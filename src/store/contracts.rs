//! Contract store - append-only CSV persistence for payment records.
//!
//! The on-disk header names (`Company`, `Payment_Date`, ...) differ from the
//! in-memory field names, so rows go through a dedicated row struct with
//! explicit renames. Reads are lenient: rows missing a required cell are
//! dropped silently, rows with a non-numeric amount are dropped with a
//! warning, and a missing or unusable `Year`/`Month` cell is re-derived from
//! the payment date rather than dropping the row.

use crate::core::month;
use crate::entities::Contract;
use crate::errors::{Error, Result};
use serde::{Deserialize, Serialize};
use std::path::{Path, PathBuf};
use tokio::fs;
use tokio::io::AsyncWriteExt;
use tracing::warn;

/// Raw CSV row as persisted. All cells are strings; numeric interpretation
/// happens on the way in to `Contract`.
#[derive(Debug, Serialize, Deserialize)]
struct ContractRow {
    #[serde(rename = "Company")]
    company: String,
    #[serde(rename = "Payment_Date")]
    payment_date: String,
    #[serde(rename = "Amount")]
    amount: String,
    #[serde(rename = "Year", default)]
    year: String,
    #[serde(rename = "Month", default)]
    month: String,
}

impl ContractRow {
    fn from_contract(contract: &Contract) -> Self {
        Self {
            company: contract.company.clone(),
            payment_date: contract.payment_date.clone(),
            amount: format!("{:.2}", contract.amount),
            year: contract.year.to_string(),
            month: contract.month.clone(),
        }
    }
}

/// Append-only store for payment contracts, mirrored to a second copy
/// consumed as a static asset.
#[derive(Clone, Debug)]
pub struct ContractStore {
    path: PathBuf,
    mirror_path: PathBuf,
}

impl ContractStore {
    /// Creates a store over the given primary file and public mirror copy.
    #[must_use]
    pub fn new(path: PathBuf, mirror_path: PathBuf) -> Self {
        Self { path, mirror_path }
    }

    /// Reads and parses the full contract file.
    ///
    /// Fails with a store-read error when the file is missing or unreadable;
    /// individual bad rows never fail the read (see module docs for the
    /// skipping rules).
    pub async fn read_all(&self) -> Result<Vec<Contract>> {
        let content = fs::read_to_string(&self.path)
            .await
            .map_err(|source| Error::StoreRead {
                path: self.path.clone(),
                source,
            })?;

        let mut reader = csv::ReaderBuilder::new()
            .trim(csv::Trim::All)
            .flexible(true)
            .from_reader(content.as_bytes());

        let mut contracts = Vec::new();
        for result in reader.deserialize::<ContractRow>() {
            let row = match result {
                Ok(row) => row,
                Err(err) => {
                    warn!(error = %err, "Skipping unparseable contract row");
                    continue;
                }
            };

            if row.company.is_empty() || row.payment_date.is_empty() || row.amount.is_empty() {
                continue;
            }

            let Ok(amount) = row.amount.parse::<f64>() else {
                warn!(
                    company = %row.company,
                    amount = %row.amount,
                    "Skipping contract row with non-numeric amount"
                );
                continue;
            };
            if !amount.is_finite() {
                warn!(company = %row.company, "Skipping contract row with non-finite amount");
                continue;
            }

            // Year and month are denormalized; the payment date is the
            // authoritative field when a cell is missing or unusable.
            let year = match row.year.parse::<i32>() {
                Ok(year) => year,
                Err(_) => match month::split_period(&row.payment_date) {
                    Some((year, _)) => year,
                    None => {
                        warn!(
                            company = %row.company,
                            payment_date = %row.payment_date,
                            "Skipping contract row with unusable payment date"
                        );
                        continue;
                    }
                },
            };
            let month_name = if row.month.is_empty() {
                month::split_period(&row.payment_date)
                    .and_then(|(_, m)| month::month_name(m))
                    .unwrap_or_default()
                    .to_string()
            } else {
                row.month
            };

            contracts.push(Contract {
                company: row.company,
                payment_date: row.payment_date,
                amount,
                year,
                month: month_name,
            });
        }

        Ok(contracts)
    }

    /// Appends one contract row to the primary file and the public mirror.
    ///
    /// No uniqueness check is performed; duplicate rows are permitted. A
    /// failure on the mirror after the primary succeeded is not rolled back.
    pub async fn append(&self, contract: &Contract) -> Result<()> {
        let record = encode_row(contract)?;
        append_bytes(&self.path, &record).await?;
        append_bytes(&self.mirror_path, &record).await
    }
}

fn encode_row(contract: &Contract) -> Result<Vec<u8>> {
    let mut writer = csv::WriterBuilder::new()
        .has_headers(false)
        .from_writer(Vec::new());
    writer.serialize(ContractRow::from_contract(contract))?;
    writer
        .into_inner()
        .map_err(|err| Error::Io(err.into_error()))
}

async fn append_bytes(path: &Path, bytes: &[u8]) -> Result<()> {
    let store_write = |source| Error::StoreWrite {
        path: path.to_path_buf(),
        source,
    };

    let mut file = fs::OpenOptions::new()
        .append(true)
        .create(true)
        .open(path)
        .await
        .map_err(store_write)?;
    file.write_all(bytes).await.map_err(store_write)?;
    file.flush().await.map_err(store_write)
}
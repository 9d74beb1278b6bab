//! CRUD facade - validates and normalizes inbound records before delegating
//! to the stores.
//!
//! Validation failures are detected here and returned before any I/O; the
//! stores only ever see well-formed records. The transport layer maps the
//! resulting errors onto status codes.

pub mod contracts;
pub mod licenses;
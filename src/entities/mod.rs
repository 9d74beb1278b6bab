//! Entity module - the record types persisted in the CSV-backed stores.
//! Contracts are append-only payment rows; licenses are full CRUD records
//! with server-assigned identity and timestamps.

pub mod contract;
pub mod license;

// Re-export the record types under their plain names
pub use contract::{Contract, ContractInput};
pub use license::{License, LicenseDraft, LicensePatch};
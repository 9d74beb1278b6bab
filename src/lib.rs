//! `contract-ledger` - a contract and license management dashboard backend.
//!
//! Payment contracts and license agreements are persisted as flat CSV files;
//! a pure aggregation engine derives dashboard metrics, time-bucketed revenue
//! rollups, company rankings, and a recent-activity feed from the contract
//! list; a small facade validates and normalizes inbound records before they
//! reach the stores. A thin HTTP layer exposes the whole thing as JSON.

// Deny the most critical lints that could lead to bugs or security issues
#![deny(
    unsafe_code,
    unsafe_op_in_unsafe_fn,
    unreachable_code,
    unreachable_patterns,
    unused_must_use,
    rustdoc::broken_intra_doc_links,
    rustdoc::private_intra_doc_links
)]
// Warn on things that should be fixed but aren't necessarily bugs
#![warn(
    missing_docs,
    clippy::all,
    clippy::pedantic,
    clippy::dbg_macro,
    clippy::expect_used,
    clippy::float_cmp,
    clippy::panic,
    clippy::todo,
    clippy::unwrap_used,
    clippy::match_same_arms,
    clippy::semicolon_if_nothing_returned,
    clippy::wildcard_imports,
    future_incompatible,
    rust_2018_idioms
)]
#![allow(
    clippy::module_name_repetitions, // Common pattern in Rust
    clippy::missing_errors_doc,      // Will add gradually
    clippy::missing_panics_doc       // Will add gradually
)]

/// Configuration management for store paths and dashboard settings
pub mod config;
/// Core business logic - pure aggregation over contract records
pub mod core;
/// Record types persisted in the CSV-backed stores
pub mod entities;
/// Unified error types and result handling
pub mod errors;
/// HTTP transport shell
pub mod http;
/// CRUD facade - validation and normalization in front of the stores
pub mod service;
/// Flat-file record store for contracts and licenses
pub mod store;

#[cfg(test)]
pub mod test_utils;
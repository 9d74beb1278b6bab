//! Shared test utilities for `contract-ledger`.
//!
//! Provides tempdir-backed store constructors and sample-record helpers so
//! individual tests stay focused on behavior.

use crate::core::month;
use crate::entities::{Contract, LicenseDraft};
use crate::errors::Result;
use crate::store::{ContractStore, LicenseStore};
use tempfile::TempDir;

/// Header row of the contracts file.
pub const CONTRACT_HEADER: &str = "Company,Payment_Date,Amount,Year,Month\n";

/// Creates a contract store over a fresh temp directory with seeded
/// header-only primary and mirror files, the way a deployment ships them.
/// The `TempDir` must be kept alive for the duration of the test.
pub fn temp_contract_store() -> Result<(TempDir, ContractStore)> {
    let dir = tempfile::tempdir()?;
    let data_dir = dir.path().join("data");
    let public_dir = dir.path().join("public");
    std::fs::create_dir_all(&data_dir)?;
    std::fs::create_dir_all(&public_dir)?;

    let path = data_dir.join("contracts.csv");
    let mirror = public_dir.join("contracts.csv");
    std::fs::write(&path, CONTRACT_HEADER)?;
    std::fs::write(&mirror, CONTRACT_HEADER)?;

    Ok((dir, ContractStore::new(path, mirror)))
}

/// Creates a license store over a fresh temp directory. The backing file is
/// not pre-created; the store bootstraps it on first use.
pub fn temp_license_store() -> (TempDir, LicenseStore) {
    let dir = tempfile::tempdir().expect("create temp dir");
    let store = LicenseStore::new(dir.path().join("data").join("licenses.csv"));
    (dir, store)
}

/// Builds a contract with `year` and `month` derived from the payment date,
/// as the facade would produce it.
pub fn sample_contract(company: &str, payment_date: &str, amount: f64) -> Contract {
    let (year, month_num) =
        month::split_period(payment_date).expect("valid sample payment date");
    Contract {
        company: company.to_string(),
        payment_date: payment_date.to_string(),
        amount,
        year,
        month: month::month_name(month_num).unwrap_or_default().to_string(),
    }
}

/// Builds a license draft with only the company set.
pub fn sample_draft(company: &str) -> LicenseDraft {
    LicenseDraft {
        company: company.to_string(),
        ..LicenseDraft::default()
    }
}
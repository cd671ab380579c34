//! Alex's wellness attributes, attribute deltas, and the derived mood.
//!
//! All attribute values are integers in [0, 100]. Deltas are added first and
//! the sum is clamped afterwards, so a large negative delta lands on 0 and a
//! large positive one lands on 100.

use serde::{Deserialize, Serialize};

/// Lowest value any attribute can hold.
pub const ATTRIBUTE_MIN: u8 = 0;

/// Highest value any attribute can hold.
pub const ATTRIBUTE_MAX: u8 = 100;

/// Value every attribute starts at in a fresh session.
pub const ATTRIBUTE_START: u8 = 50;

/// The five tracked attributes.
#[derive(Debug, Clone, Copy, PartialEq, Eq, Hash, PartialOrd, Ord, Serialize, Deserialize)]
#[serde(rename_all = "camelCase")]
pub enum Attribute {
    Health,
    Energy,
    SleepQuality,
    Relationships,
    /// Carried in the state but no rule reads or writes it.
    Productivity,
}

impl Attribute {
    pub const ALL: [Attribute; 5] = [
        Attribute::Health,
        Attribute::Energy,
        Attribute::SleepQuality,
        Attribute::Relationships,
        Attribute::Productivity,
    ];
}

/// Snapshot of Alex's attribute values.
#[derive(Debug, Clone, Copy, PartialEq, Eq, Serialize, Deserialize)]
#[serde(rename_all = "camelCase")]
pub struct Attributes {
    pub health: u8,
    pub energy: u8,
    pub sleep_quality: u8,
    pub relationships: u8,
    pub productivity: u8,
}

impl Attributes {
    /// Every attribute set to `value`, clamped to the valid range.
    pub fn uniform(value: u8) -> Self {
        let v = value.min(ATTRIBUTE_MAX);
        Self {
            health: v,
            energy: v,
            sleep_quality: v,
            relationships: v,
            productivity: v,
        }
    }

    pub fn get(&self, attribute: Attribute) -> u8 {
        match attribute {
            Attribute::Health => self.health,
            Attribute::Energy => self.energy,
            Attribute::SleepQuality => self.sleep_quality,
            Attribute::Relationships => self.relationships,
            Attribute::Productivity => self.productivity,
        }
    }

    /// Apply `deltas`, clamping each sum to [0, 100].
    pub fn apply(&mut self, deltas: &AttributeDeltas) {
        self.health = clamp_add(self.health, deltas.health);
        self.energy = clamp_add(self.energy, deltas.energy);
        self.sleep_quality = clamp_add(self.sleep_quality, deltas.sleep_quality);
        self.relationships = clamp_add(self.relationships, deltas.relationships);
        self.productivity = clamp_add(self.productivity, deltas.productivity);
    }

    /// Mean of the four mood-bearing attributes (productivity excluded).
    pub fn mood_average(&self) -> f32 {
        let sum = u32::from(self.health)
            + u32::from(self.energy)
            + u32::from(self.sleep_quality)
            + u32::from(self.relationships);
        sum as f32 / 4.0
    }

    /// Mood derived from the current values.
    pub fn mood(&self) -> Mood {
        Mood::from_attributes(self)
    }
}

impl Default for Attributes {
    fn default() -> Self {
        Self::uniform(ATTRIBUTE_START)
    }
}

/// Signed change to each attribute. Missing entries are zero.
#[derive(Debug, Clone, Copy, Default, PartialEq, Eq, Serialize, Deserialize)]
#[serde(rename_all = "camelCase", default)]
pub struct AttributeDeltas {
    pub health: i32,
    pub energy: i32,
    pub sleep_quality: i32,
    pub relationships: i32,
    pub productivity: i32,
}

impl AttributeDeltas {
    pub const ZERO: AttributeDeltas = AttributeDeltas {
        health: 0,
        energy: 0,
        sleep_quality: 0,
        relationships: 0,
        productivity: 0,
    };

    pub fn get(&self, attribute: Attribute) -> i32 {
        match attribute {
            Attribute::Health => self.health,
            Attribute::Energy => self.energy,
            Attribute::SleepQuality => self.sleep_quality,
            Attribute::Relationships => self.relationships,
            Attribute::Productivity => self.productivity,
        }
    }
}

fn clamp_add(value: u8, delta: i32) -> u8 {
    let sum = i32::from(value)
        .saturating_add(delta)
        .clamp(i32::from(ATTRIBUTE_MIN), i32::from(ATTRIBUTE_MAX));
    // In range after the clamp.
    sum as u8
}

/// Alex's mood, a display-only summary of the attributes.
#[derive(Debug, Clone, Copy, PartialEq, Eq, Hash, Serialize, Deserialize)]
#[serde(rename_all = "lowercase")]
pub enum Mood {
    /// Average >= 70.
    Happy,
    /// Average 50..70.
    Relaxed,
    /// Average 30..50.
    Tired,
    /// Average < 30.
    Stressed,
}

impl Mood {
    pub fn from_average(average: f32) -> Self {
        if average >= 70.0 {
            Self::Happy
        } else if average >= 50.0 {
            Self::Relaxed
        } else if average >= 30.0 {
            Self::Tired
        } else {
            Self::Stressed
        }
    }

    pub fn from_attributes(attributes: &Attributes) -> Self {
        Self::from_average(attributes.mood_average())
    }

    pub fn emoji(self) -> &'static str {
        match self {
            Self::Happy => "😊",
            Self::Relaxed => "😌",
            Self::Tired => "😴",
            Self::Stressed => "😰",
        }
    }
}

/// Coarse band for a single attribute value, used to colour stat bars.
#[derive(Debug, Clone, Copy, PartialEq, Eq, Serialize, Deserialize)]
#[serde(rename_all = "lowercase")]
pub enum StatLevel {
    Good,
    Fair,
    Poor,
}

impl StatLevel {
    pub fn from_value(value: u8) -> Self {
        if value >= 70 {
            Self::Good
        } else if value >= 40 {
            Self::Fair
        } else {
            Self::Poor
        }
    }
}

**Required work**
Filter the entries above and return only the lines holding "PathBuf".

**Your solution**
use std::path::{Path, PathBuf};
    path: PathBuf,
    mirror_path: PathBuf,
    pub fn new(path: PathBuf, mirror_path: PathBuf) -> Self {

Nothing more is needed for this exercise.